__What you have to do__
Which lines in the records below contain the word "Mixed"? Copy each one out.

__Records to use__

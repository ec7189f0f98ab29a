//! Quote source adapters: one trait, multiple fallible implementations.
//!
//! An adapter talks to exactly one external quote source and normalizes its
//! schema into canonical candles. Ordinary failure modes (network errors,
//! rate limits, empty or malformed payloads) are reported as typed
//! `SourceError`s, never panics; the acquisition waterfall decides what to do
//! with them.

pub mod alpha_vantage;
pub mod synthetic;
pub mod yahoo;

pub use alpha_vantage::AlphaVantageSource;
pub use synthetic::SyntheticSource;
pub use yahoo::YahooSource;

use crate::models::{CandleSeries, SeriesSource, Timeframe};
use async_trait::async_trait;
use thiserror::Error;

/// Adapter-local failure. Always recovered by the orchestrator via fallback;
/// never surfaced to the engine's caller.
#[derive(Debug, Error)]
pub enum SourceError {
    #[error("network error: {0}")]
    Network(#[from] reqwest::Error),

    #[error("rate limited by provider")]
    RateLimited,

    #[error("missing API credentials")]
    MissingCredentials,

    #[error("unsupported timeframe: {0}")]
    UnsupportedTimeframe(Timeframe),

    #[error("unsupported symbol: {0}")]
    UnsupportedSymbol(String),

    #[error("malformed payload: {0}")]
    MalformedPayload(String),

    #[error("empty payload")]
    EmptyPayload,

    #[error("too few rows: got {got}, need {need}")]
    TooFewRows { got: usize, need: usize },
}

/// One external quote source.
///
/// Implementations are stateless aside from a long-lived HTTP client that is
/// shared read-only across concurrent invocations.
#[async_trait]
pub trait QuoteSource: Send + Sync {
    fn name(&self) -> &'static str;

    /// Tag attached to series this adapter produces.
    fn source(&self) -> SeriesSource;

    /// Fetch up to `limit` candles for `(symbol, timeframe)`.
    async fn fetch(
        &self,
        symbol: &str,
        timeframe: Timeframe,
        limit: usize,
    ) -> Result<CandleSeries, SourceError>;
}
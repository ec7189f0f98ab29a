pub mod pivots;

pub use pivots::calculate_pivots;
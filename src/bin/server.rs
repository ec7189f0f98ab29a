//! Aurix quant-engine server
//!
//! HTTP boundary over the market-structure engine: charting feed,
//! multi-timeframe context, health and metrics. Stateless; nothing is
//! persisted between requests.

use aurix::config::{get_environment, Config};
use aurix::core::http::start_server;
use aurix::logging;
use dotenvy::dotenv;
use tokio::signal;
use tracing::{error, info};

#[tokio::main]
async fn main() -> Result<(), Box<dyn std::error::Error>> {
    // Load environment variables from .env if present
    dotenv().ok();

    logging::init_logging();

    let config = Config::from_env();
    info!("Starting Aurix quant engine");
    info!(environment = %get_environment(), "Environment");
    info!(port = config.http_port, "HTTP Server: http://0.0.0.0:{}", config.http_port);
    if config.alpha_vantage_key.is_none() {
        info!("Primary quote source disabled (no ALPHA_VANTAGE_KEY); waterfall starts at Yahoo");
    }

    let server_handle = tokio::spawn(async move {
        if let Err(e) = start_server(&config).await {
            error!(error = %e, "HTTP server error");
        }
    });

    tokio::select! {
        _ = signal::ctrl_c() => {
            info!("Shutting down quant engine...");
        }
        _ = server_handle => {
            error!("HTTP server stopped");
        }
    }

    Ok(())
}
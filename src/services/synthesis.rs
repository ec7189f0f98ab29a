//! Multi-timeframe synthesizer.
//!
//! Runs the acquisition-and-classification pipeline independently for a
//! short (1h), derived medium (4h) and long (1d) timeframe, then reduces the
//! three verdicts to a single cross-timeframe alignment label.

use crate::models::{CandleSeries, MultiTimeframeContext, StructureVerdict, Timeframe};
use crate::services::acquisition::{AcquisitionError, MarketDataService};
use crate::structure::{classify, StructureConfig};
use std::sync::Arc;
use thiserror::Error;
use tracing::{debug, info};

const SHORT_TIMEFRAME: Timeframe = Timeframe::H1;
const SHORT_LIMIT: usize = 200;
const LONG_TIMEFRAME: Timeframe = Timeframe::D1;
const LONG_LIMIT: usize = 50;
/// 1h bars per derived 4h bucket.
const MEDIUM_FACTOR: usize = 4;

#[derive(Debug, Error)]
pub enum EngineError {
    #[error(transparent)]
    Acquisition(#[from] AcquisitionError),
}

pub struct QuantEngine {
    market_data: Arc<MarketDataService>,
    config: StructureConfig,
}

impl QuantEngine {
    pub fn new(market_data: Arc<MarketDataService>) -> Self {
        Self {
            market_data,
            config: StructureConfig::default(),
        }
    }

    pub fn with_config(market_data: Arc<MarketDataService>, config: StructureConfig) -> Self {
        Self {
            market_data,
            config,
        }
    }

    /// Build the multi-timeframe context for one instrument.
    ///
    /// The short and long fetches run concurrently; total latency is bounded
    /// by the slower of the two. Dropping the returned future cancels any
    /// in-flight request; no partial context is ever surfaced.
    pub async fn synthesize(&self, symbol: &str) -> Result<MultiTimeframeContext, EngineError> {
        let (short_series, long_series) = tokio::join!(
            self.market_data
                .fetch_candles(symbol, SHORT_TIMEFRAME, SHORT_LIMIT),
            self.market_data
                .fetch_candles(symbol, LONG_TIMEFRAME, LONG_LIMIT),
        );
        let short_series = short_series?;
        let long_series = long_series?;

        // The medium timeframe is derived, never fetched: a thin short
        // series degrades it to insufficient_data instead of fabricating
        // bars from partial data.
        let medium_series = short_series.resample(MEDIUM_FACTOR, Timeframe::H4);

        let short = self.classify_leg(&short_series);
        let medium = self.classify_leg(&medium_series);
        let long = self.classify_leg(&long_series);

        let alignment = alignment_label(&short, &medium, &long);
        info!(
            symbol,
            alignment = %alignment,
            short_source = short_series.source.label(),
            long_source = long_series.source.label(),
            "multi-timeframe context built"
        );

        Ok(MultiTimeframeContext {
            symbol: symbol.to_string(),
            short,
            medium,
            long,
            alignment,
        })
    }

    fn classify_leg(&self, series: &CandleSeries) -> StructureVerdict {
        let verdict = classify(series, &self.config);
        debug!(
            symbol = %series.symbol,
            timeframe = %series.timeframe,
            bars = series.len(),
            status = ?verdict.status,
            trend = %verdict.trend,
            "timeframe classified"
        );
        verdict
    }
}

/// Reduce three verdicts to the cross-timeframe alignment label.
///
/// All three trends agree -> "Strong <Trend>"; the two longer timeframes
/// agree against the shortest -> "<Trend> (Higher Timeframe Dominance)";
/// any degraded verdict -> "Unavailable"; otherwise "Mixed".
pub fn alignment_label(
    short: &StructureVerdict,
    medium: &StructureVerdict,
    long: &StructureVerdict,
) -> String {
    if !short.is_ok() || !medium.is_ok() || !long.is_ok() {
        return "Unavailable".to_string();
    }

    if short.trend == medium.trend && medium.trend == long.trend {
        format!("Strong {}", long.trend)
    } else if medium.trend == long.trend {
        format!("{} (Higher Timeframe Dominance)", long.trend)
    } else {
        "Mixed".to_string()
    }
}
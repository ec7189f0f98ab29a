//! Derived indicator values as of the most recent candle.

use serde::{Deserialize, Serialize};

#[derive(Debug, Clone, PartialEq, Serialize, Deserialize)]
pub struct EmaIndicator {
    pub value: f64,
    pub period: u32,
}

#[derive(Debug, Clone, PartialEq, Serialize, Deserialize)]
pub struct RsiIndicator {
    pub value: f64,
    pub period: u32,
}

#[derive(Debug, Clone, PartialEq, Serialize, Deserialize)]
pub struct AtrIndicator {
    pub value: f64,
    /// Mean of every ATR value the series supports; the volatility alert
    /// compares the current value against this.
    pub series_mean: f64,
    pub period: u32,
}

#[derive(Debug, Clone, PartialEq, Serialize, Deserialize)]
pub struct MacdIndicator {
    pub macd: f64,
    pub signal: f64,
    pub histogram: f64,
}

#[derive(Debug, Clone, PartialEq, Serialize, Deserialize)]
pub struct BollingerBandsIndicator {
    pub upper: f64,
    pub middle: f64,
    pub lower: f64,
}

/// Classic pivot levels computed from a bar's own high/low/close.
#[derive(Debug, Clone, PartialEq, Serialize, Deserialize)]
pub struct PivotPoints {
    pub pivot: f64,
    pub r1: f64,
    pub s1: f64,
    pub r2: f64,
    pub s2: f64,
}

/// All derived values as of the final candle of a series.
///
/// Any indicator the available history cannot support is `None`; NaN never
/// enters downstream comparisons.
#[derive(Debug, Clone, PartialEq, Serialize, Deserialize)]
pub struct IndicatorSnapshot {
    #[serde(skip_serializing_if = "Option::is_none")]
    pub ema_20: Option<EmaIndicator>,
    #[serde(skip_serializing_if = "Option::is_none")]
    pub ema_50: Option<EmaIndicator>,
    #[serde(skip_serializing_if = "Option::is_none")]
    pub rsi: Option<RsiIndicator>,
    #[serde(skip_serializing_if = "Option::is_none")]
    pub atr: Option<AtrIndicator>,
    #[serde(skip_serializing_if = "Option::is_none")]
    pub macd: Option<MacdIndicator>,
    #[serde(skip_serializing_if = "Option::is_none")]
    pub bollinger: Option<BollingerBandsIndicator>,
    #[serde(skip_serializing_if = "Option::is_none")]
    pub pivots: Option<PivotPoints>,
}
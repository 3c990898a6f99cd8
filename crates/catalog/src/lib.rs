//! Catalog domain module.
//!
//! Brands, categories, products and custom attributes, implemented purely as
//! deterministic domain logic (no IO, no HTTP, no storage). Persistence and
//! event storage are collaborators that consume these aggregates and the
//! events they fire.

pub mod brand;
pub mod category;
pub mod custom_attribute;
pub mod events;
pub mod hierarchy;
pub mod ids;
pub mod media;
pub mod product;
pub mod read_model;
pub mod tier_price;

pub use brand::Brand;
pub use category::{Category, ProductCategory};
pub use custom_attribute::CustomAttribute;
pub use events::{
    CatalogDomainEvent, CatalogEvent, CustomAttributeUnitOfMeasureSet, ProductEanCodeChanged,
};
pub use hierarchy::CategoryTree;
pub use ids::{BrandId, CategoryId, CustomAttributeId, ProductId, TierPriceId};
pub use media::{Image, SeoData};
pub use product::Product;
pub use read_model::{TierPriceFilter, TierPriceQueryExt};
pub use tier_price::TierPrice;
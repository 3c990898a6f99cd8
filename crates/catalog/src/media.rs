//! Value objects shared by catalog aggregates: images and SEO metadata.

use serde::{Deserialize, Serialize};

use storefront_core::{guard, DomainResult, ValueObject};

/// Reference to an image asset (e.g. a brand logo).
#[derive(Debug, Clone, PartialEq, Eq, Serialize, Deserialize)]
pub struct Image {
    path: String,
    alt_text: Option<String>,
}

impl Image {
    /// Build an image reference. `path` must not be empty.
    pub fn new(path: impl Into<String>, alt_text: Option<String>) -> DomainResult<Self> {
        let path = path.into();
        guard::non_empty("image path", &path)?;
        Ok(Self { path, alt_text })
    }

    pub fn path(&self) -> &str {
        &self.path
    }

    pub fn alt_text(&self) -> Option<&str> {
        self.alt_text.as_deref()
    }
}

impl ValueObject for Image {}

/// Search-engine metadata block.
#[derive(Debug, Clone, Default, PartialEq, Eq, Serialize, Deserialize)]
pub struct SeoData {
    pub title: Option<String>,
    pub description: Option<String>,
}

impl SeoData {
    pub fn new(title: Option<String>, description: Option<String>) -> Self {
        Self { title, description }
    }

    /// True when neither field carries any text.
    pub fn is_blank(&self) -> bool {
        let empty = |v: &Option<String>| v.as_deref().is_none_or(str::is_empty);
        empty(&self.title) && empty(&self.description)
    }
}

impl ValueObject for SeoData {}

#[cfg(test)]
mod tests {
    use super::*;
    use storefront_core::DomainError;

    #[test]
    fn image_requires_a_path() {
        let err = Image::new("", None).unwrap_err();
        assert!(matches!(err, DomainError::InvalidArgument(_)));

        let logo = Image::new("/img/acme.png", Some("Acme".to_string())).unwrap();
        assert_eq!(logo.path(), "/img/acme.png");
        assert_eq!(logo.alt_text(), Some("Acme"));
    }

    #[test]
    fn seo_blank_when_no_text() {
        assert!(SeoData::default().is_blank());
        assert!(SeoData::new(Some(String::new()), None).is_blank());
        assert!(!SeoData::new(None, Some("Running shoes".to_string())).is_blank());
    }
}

__Output for this task__
/// any degraded verdict -> "Unavailable"; otherwise "Mixed".
        "Mixed".to_string()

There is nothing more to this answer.